Background information
- Born: 15 July 1960 (age 65) Oslo
- Origin: Norway
- Genres: Jazz
- Occupations: Musician, composer
- Instrument: Upright bass

= Stig Hvalryg =

Norwegian jazz upright bass player

Stig Hvalryg (born 15 July 1960 in Oslo, Norway) is a Norwegian jazz musician (upright bass), known from several orchestras and recordings, and a profile on the Oslo Jazz scene in recent years.

== Career ==
He plays within Bodil Niska Quartet, "Rickard Badendyck Quartet", in "Willy Andresen Quartet", "Frode Thingnæs Quartet", "Michael Block Trio", "Tore Sandnæs Trio", with Inge Stangvik/Eivin Sannes, as well as within the Eivin Sannes "Dexter Gordon Project". He has participated in releases by Per Høglend Quintet album Psychiatri Meets Jazz(2001) and Per Høglend Septett album Mind And Music (2003), Ingar Kristansen's The Sinatra songbook (2001), Anne Landes Largoland (2005) and Per Husby/Anne Lande's Sakte sanger.
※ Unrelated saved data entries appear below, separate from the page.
//! Slide-level severity aggregation.

use core_schema::{Defect, Warning};

/// Sum of defect severities. Severities are non-negative by construction,
/// so the total is too.
pub fn total_severity(defects: &[Defect]) -> i64 {
    defects.iter().map(|d| d.severity).sum()
}

/// Sum of overlap areas across warnings — the "how much is hidden" score.
pub fn warning_severity(warnings: &[Warning]) -> i64 {
    warnings.iter().map(|w| w.details.overlap_area_px).sum()
}
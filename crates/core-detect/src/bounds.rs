//! Safe-box containment within the slide.
//!
//! An element whose safe box extends past a slide edge by more than
//! `OOB_EPS_PX` is out of bounds on that edge; overshoot at or below the
//! epsilon is measurement noise. One defect per violating edge, checked in
//! the order left, right, top, bottom. The hint is the single-axis position
//! that puts the raw bbox flush with the slide interior on that edge.

use core_geometry::round_px;
use core_schema::{Defect, DefectDetails, DefectKind, Edge, Hint, HintAction, SlideView};
use core_config::EngineConfig;

pub fn detect_out_of_bounds(view: &SlideView<'_>, cfg: &EngineConfig) -> Vec<Defect> {
    let mut defects = Vec::new();
    for el in &view.elements {
        let safe = el.safe_box;
        let bbox = el.bbox();
        let slide = view.slide;

        // (edge, overshoot, hint action, suggested x, suggested y)
        let edges = [
            (Edge::Left, -safe.x, HintAction::MoveRight, Some(0.0), None),
            (
                Edge::Right,
                safe.right() - slide.w,
                HintAction::MoveLeft,
                Some(slide.w - bbox.w),
                None,
            ),
            (Edge::Top, -safe.y, HintAction::MoveDown, None, Some(0.0)),
            (
                Edge::Bottom,
                safe.bottom() - slide.h,
                HintAction::MoveUp,
                None,
                Some(slide.h - bbox.h),
            ),
        ];

        for (edge, overshoot, action, sx, sy) in edges {
            if overshoot <= cfg.oob_eps_px {
                continue;
            }
            let mut hint = Hint::new(action);
            hint.suggested_x = sx.map(round_px);
            hint.suggested_y = sy.map(round_px);
            hint.target_eid = Some(el.eid().to_string());
            defects.push(Defect {
                kind: DefectKind::OutOfBounds,
                severity: round_px(overshoot),
                details: DefectDetails::OutOfBounds {
                    edge,
                    by_px: round_px(overshoot),
                },
                eid: Some(el.eid().to_string()),
                owner_eid: None,
                other_eid: None,
                hint: Some(hint),
            });
        }
    }
    defects
}

#[cfg(test)]
mod tests {
    use super::*;
    use crate::testutil::{docs, dom_el, ir_el};
    use core_schema::{ElementType, SlideView};

    #[test]
    fn interior_element_is_clean() {
        let (dom, ir) = docs(vec![(
            dom_el("a", 100.0, 100.0, 400.0, 200.0),
            ir_el("a", ElementType::Text, 60),
        )]);
        let view = SlideView::join(&dom, &ir);
        assert!(detect_out_of_bounds(&view, &EngineConfig::default()).is_empty());
    }

    #[test]
    fn right_overshoot_fires_with_flush_hint() {
        let (dom, ir) = docs(vec![(
            dom_el("a", 1200.0, 50.0, 200.0, 100.0),
            ir_el("a", ElementType::Image, 60),
        )]);
        let view = SlideView::join(&dom, &ir);
        let defects = detect_out_of_bounds(&view, &EngineConfig::default());
        assert_eq!(defects.len(), 1);
        let d = &defects[0];
        // safeBox right = 1200 + 200 + 8 = 1408; overshoot = 128.
        assert_eq!(
            d.details,
            DefectDetails::OutOfBounds {
                edge: Edge::Right,
                by_px: 128
            }
        );
        assert_eq!(d.severity, 128);
        let hint = d.hint.as_ref().unwrap();
        assert_eq!(hint.action, HintAction::MoveLeft);
        assert_eq!(hint.suggested_x, Some(1080)); // 1280 − 200
        assert_eq!(hint.suggested_y, None);
    }

    #[test]
    fn overshoot_at_epsilon_does_not_fire() {
        // safeBox left = −(eps): x = −eps + pad → bbox.x = 7 gives safe.x = −1.
        let (dom, ir) = docs(vec![(
            dom_el("a", 7.0, 100.0, 200.0, 100.0),
            ir_el("a", ElementType::Text, 60),
        )]);
        let view = SlideView::join(&dom, &ir);
        assert!(detect_out_of_bounds(&view, &EngineConfig::default()).is_empty());
    }

    #[test]
    fn overshoot_just_past_epsilon_fires() {
        let (dom, ir) = docs(vec![(
            dom_el("a", 6.0, 100.0, 200.0, 100.0),
            ir_el("a", ElementType::Text, 60),
        )]);
        let view = SlideView::join(&dom, &ir);
        let defects = detect_out_of_bounds(&view, &EngineConfig::default());
        assert_eq!(defects.len(), 1);
        assert_eq!(
            defects[0].details,
            DefectDetails::OutOfBounds {
                edge: Edge::Left,
                by_px: 2
            }
        );
        assert_eq!(defects[0].hint.as_ref().unwrap().suggested_x, Some(0));
    }

    #[test]
    fn corner_element_reports_each_violated_edge() {
        let (dom, ir) = docs(vec![(
            dom_el("a", -20.0, -30.0, 200.0, 100.0),
            ir_el("a", ElementType::Image, 60),
        )]);
        let view = SlideView::join(&dom, &ir);
        let defects = detect_out_of_bounds(&view, &EngineConfig::default());
        assert_eq!(defects.len(), 2);
        assert_eq!(
            defects[0].details,
            DefectDetails::OutOfBounds {
                edge: Edge::Left,
                by_px: 28
            }
        );
        assert_eq!(
            defects[1].details,
            DefectDetails::OutOfBounds {
                edge: Edge::Top,
                by_px: 38
            }
        );
        assert_eq!(defects[1].hint.as_ref().unwrap().action, HintAction::MoveDown);
        assert_eq!(defects[1].hint.as_ref().unwrap().suggested_y, Some(0));
    }

    #[test]
    fn bottom_overshoot_suggests_move_up() {
        let (dom, ir) = docs(vec![(
            dom_el("a", 100.0, 650.0, 200.0, 100.0),
            ir_el("a", ElementType::Text, 60),
        )]);
        let view = SlideView::join(&dom, &ir);
        let defects = detect_out_of_bounds(&view, &EngineConfig::default());
        assert_eq!(defects.len(), 1);
        // safe bottom = 650 + 100 + 8 = 758; overshoot 38.
        assert_eq!(defects[0].severity, 38);
        let hint = defects[0].hint.as_ref().unwrap();
        assert_eq!(hint.action, HintAction::MoveUp);
        assert_eq!(hint.suggested_y, Some(620)); // 720 − 100
    }
}
//! Hint validation, clamping, and budget annotation.
//!
//! Detectors emit hints with `validated: false`; nothing leaves the engine
//! unchecked. Validation is per-action structural completeness (the axis the
//! action moves must carry a suggestion) plus clamping into sane ranges:
//! positions inside the slide, dimensions and font sizes at least 1 px.
//! A hint that fails keeps `validated: false` and gains a `reason` — it stays
//! on the defect so the planner can see what the detector wanted and why the
//! engine would not endorse it.
//!
//! Budget annotation marks hints that would move or resize a high-priority
//! element with advisory pixel maxima. The engine does not re-clamp the
//! suggestion against the budget; planner feedback loops enforce budgets and
//! report overrides.

use core_schema::{Budget, Defect, Hint, HintAction, SlideView};
use core_config::EngineConfig;
use tracing::debug;

/// Structurally check and clamp one hint. Sets `validated` and, on failure,
/// `reason`.
pub fn validate_hint(hint: &mut Hint, view: &SlideView<'_>) {
    let complete = match hint.action {
        HintAction::MoveToTop | HintAction::MoveUp | HintAction::MoveDown => {
            hint.suggested_y.is_some()
        }
        HintAction::MoveLeft | HintAction::MoveRight => hint.suggested_x.is_some(),
        HintAction::SetFontSize => hint.suggested_font_size.is_some(),
        HintAction::ShrinkContainer | HintAction::GrowContainer => {
            hint.suggested_w.is_some() || hint.suggested_h.is_some()
        }
    };
    if !complete {
        hint.validated = false;
        hint.reason = Some("missing suggestion for action axis".into());
        return;
    }

    let max_x = view.slide.w.round() as i64;
    let max_y = view.slide.h.round() as i64;
    if let Some(x) = hint.suggested_x {
        let clamped = x.clamp(0, max_x);
        if clamped != x {
            debug!(target: "engine.hint", from = x, to = clamped, "suggested_x_clamped");
        }
        hint.suggested_x = Some(clamped);
    }
    if let Some(y) = hint.suggested_y {
        let clamped = y.clamp(0, max_y);
        if clamped != y {
            debug!(target: "engine.hint", from = y, to = clamped, "suggested_y_clamped");
        }
        hint.suggested_y = Some(clamped);
    }
    if let Some(w) = hint.suggested_w {
        hint.suggested_w = Some(w.max(1));
    }
    if let Some(h) = hint.suggested_h {
        hint.suggested_h = Some(h.max(1));
    }
    if let Some(fs) = hint.suggested_font_size {
        hint.suggested_font_size = Some(fs.max(1));
    }

    hint.validated = true;
    hint.reason = None;
}

/// Attach advisory change budgets to hints that move or resize an element at
/// or above the high-priority threshold.
pub fn annotate_budgets(defects: &mut [Defect], view: &SlideView<'_>, cfg: &EngineConfig) {
    for defect in defects.iter_mut() {
        let Some(hint) = defect.hint.as_mut() else {
            continue;
        };
        if !(hint.action.modifies_position() || hint.action.modifies_size()) {
            continue;
        }
        let target = hint
            .target_eid
            .as_deref()
            .or(defect.eid.as_deref())
            .or(defect.owner_eid.as_deref());
        let Some(el) = target.and_then(|eid| view.get(eid)) else {
            continue;
        };
        if el.priority() >= cfg.high_priority_threshold {
            hint.budget = Some(Budget {
                position_budget_px: cfg.position_budget_px,
                size_budget_px: cfg.size_budget_px,
            });
        }
    }
}
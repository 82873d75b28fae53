//! The engine pass: detectors → hint pipeline → conflict graph → summary.

use core_config::EngineConfig;
use core_conflict::build_conflict_graph;
use core_detect::{
    detect_content_overflow, detect_font_too_small, detect_layout_topology, detect_out_of_bounds,
    detect_overlap,
};
use core_schema::{DiagDocument, DiagSummary, DomDocument, IrDocument, SlideView};
use tracing::{debug, info};

use crate::hint::{annotate_budgets, validate_hint};
use crate::severity::{total_severity, warning_severity};

/// Run the full diagnostics pass over one rendered slide.
///
/// Pure over its inputs: no engine state survives the call, and repeated
/// invocations with the same documents return deeply equal results.
pub fn diagnose(dom: &DomDocument, ir: &IrDocument, cfg: &EngineConfig) -> DiagDocument {
    let view = SlideView::join(dom, ir);
    debug!(
        target: "engine",
        dom_elements = dom.elements.len(),
        ir_elements = ir.elements.len(),
        joined = view.elements.len(),
        "documents_joined"
    );

    // Fixed order; defines reporting order and the planner's fix priority.
    let mut defects = Vec::new();
    defects.extend(detect_layout_topology(&view, cfg));
    defects.extend(detect_font_too_small(&view, cfg));
    defects.extend(detect_content_overflow(&view, cfg));
    defects.extend(detect_out_of_bounds(&view, cfg));
    let (overlap_defects, warnings) = detect_overlap(&view, cfg);
    defects.extend(overlap_defects);

    for defect in &mut defects {
        if let Some(hint) = defect.hint.as_mut() {
            validate_hint(hint, &view);
        }
    }
    annotate_budgets(&mut defects, &view, cfg);

    let components = build_conflict_graph(&defects, &view);

    let summary = DiagSummary {
        defect_count: defects.len() as u64,
        total_severity: total_severity(&defects),
        warning_count: warnings.len() as u64,
        warning_severity: warning_severity(&warnings),
        conflict_graph: (!components.is_empty()).then_some(components),
    };
    info!(
        target: "engine",
        defect_count = summary.defect_count,
        total_severity = summary.total_severity,
        warning_count = summary.warning_count,
        warning_severity = summary.warning_severity,
        conflict_components = summary.conflict_graph.as_ref().map_or(0, |c| c.len()),
        "diagnose_complete"
    );

    DiagDocument {
        defects,
        warnings,
        summary,
    }
}
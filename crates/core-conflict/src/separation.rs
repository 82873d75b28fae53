//! Directional separation options for one overlapping pair.
//!
//! All four cardinal directions are always produced, cheapest first. Targets
//! place the owner's safe box flush against the other's safe box (the safe
//! padding between raw boxes is preserved by construction). Costs are the
//! absolute distance of the move, clamped to ≥ 0 — a direction whose target
//! lies behind the owner's current position costs nothing extra to state, and
//! the planner discards it by cost ordering anyway.
//!
//! Targets may land outside the slide; feasibility against slide bounds and
//! third elements is the conflict graph's envelope data, not this function's
//! concern.

use core_geometry::round_px;
use core_schema::{ElementView, SeparationDirection, SeparationOption};

/// The four directional moves that would clear the overlap between `owner`
/// and `other`, sorted stable-ascending by `cost_px`.
pub fn separation_options(
    owner: &ElementView<'_>,
    other: &ElementView<'_>,
    safe_padding: f64,
) -> Vec<SeparationOption> {
    let bbox = owner.bbox();
    let own_safe = owner.safe_box;
    let oth_safe = other.safe_box;

    // Offset between the owner's safe box and raw box on each axis; moving
    // the raw box to `target` puts the safe box exactly at the computed edge.
    let dx = own_safe.x - bbox.x;
    let dy = own_safe.y - bbox.y;

    let up_y = oth_safe.y - bbox.h - safe_padding;
    let down_y = oth_safe.bottom() + safe_padding - dy;
    let left_x = oth_safe.x - bbox.w - safe_padding;
    let right_x = oth_safe.right() + safe_padding - dx;

    let mut options = vec![
        SeparationOption {
            direction: SeparationDirection::MoveUp,
            target_x: None,
            target_y: Some(round_px(up_y)),
            cost_px: round_px((bbox.y - up_y).max(0.0)),
        },
        SeparationOption {
            direction: SeparationDirection::MoveDown,
            target_x: None,
            target_y: Some(round_px(down_y)),
            cost_px: round_px((down_y - bbox.y).max(0.0)),
        },
        SeparationOption {
            direction: SeparationDirection::MoveLeft,
            target_x: Some(round_px(left_x)),
            target_y: None,
            cost_px: round_px((bbox.x - left_x).max(0.0)),
        },
        SeparationOption {
            direction: SeparationDirection::MoveRight,
            target_x: Some(round_px(right_x)),
            target_y: None,
            cost_px: round_px((right_x - bbox.x).max(0.0)),
        },
    ];
    options.sort_by_key(|o| o.cost_px);
    options
}
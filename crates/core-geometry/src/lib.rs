//! Axis-aligned rectangle primitives for slide-local pixel space.
//!
//! Every measured box in the pipeline (element bounding boxes, safe boxes,
//! text content boxes) is a `Rect` in slide-local pixels: origin at the slide's
//! top-left corner, positive y downward, non-negative width and height.
//!
//! Invariants:
//! - All functions here are total over finite numeric inputs; none allocate.
//! - `intersection_area` is zero (never negative) for disjoint or touching rects.
//! - `inflate` with a negative padding deflates; callers guard degenerate sizes.
//!
//! Rounding policy: diagnostics carry integer pixel fields. `round_px` is the
//! single conversion point (half-away-from-zero, matching `f64::round`) so the
//! same value never rounds two different ways in two crates.

use serde::{Deserialize, Serialize};

/// Axis-aligned rectangle in slide-local pixels.
#[derive(Debug, Clone, Copy, PartialEq, Default, Serialize, Deserialize)]
pub struct Rect {
    pub x: f64,
    pub y: f64,
    pub w: f64,
    pub h: f64,
}

impl Rect {
    pub const fn new(x: f64, y: f64, w: f64, h: f64) -> Self {
        Self { x, y, w, h }
    }

    /// Right edge (`x + w`).
    pub fn right(&self) -> f64 {
        self.x + self.w
    }

    /// Bottom edge (`y + h`).
    pub fn bottom(&self) -> f64 {
        self.y + self.h
    }

    /// Horizontal center.
    pub fn center_x(&self) -> f64 {
        self.x + self.w / 2.0
    }

    /// Vertical center.
    pub fn center_y(&self) -> f64 {
        self.y + self.h / 2.0
    }

    pub fn area(&self) -> f64 {
        self.w * self.h
    }

    /// True when the rect covers no pixels on at least one axis.
    pub fn is_degenerate(&self) -> bool {
        self.w <= 0.0 || self.h <= 0.0
    }
}

/// Signed overlap of the intervals `[a_min, a_max]` and `[b_min, b_max]`.
///
/// Positive when the intervals share length, zero when they touch, negative
/// when separated (the magnitude is the gap between them).
pub fn interval_overlap(a_min: f64, a_max: f64, b_min: f64, b_max: f64) -> f64 {
    a_max.min(b_max) - a_min.max(b_min)
}

/// Signed x-axis overlap of two rects. See [`interval_overlap`].
pub fn x_overlap(a: &Rect, b: &Rect) -> f64 {
    interval_overlap(a.x, a.right(), b.x, b.right())
}

/// Signed y-axis overlap of two rects. See [`interval_overlap`].
pub fn y_overlap(a: &Rect, b: &Rect) -> f64 {
    interval_overlap(a.y, a.bottom(), b.y, b.bottom())
}

/// Area of the axis-aligned intersection of `a` and `b`; zero when disjoint.
pub fn intersection_area(a: &Rect, b: &Rect) -> f64 {
    let ox = x_overlap(a, b);
    let oy = y_overlap(a, b);
    if ox <= 0.0 || oy <= 0.0 {
        return 0.0;
    }
    ox * oy
}

/// Grow `r` by `p` pixels on every side (shrink when `p` is negative).
pub fn inflate(r: &Rect, p: f64) -> Rect {
    Rect {
        x: r.x - p,
        y: r.y - p,
        w: r.w + 2.0 * p,
        h: r.h + 2.0 * p,
    }
}

/// Round a pixel measure to an integer, half away from zero.
pub fn round_px(v: f64) -> i64 {
    v.round() as i64
}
Together with Sture Janson, Jens Fossum and Kåre Garnes he played within "Fire bassister", who performed the tribute to Erik Amundsen in 2006. At "Oslo Jazzfestival" 2006 he joined the quartet of Majken Christiansen in "Tribute to Ella Fitzgerald". He also performed with David Arthur Skinner and Bjørn Vidar Solli in the Diagonal Jazzband and David Skinner og Bjørn Vidar Solli Quartet, among others at Lancelot in Asker, Norway and Swing'n'Sweet Jazzklubb in Bergen, Norway.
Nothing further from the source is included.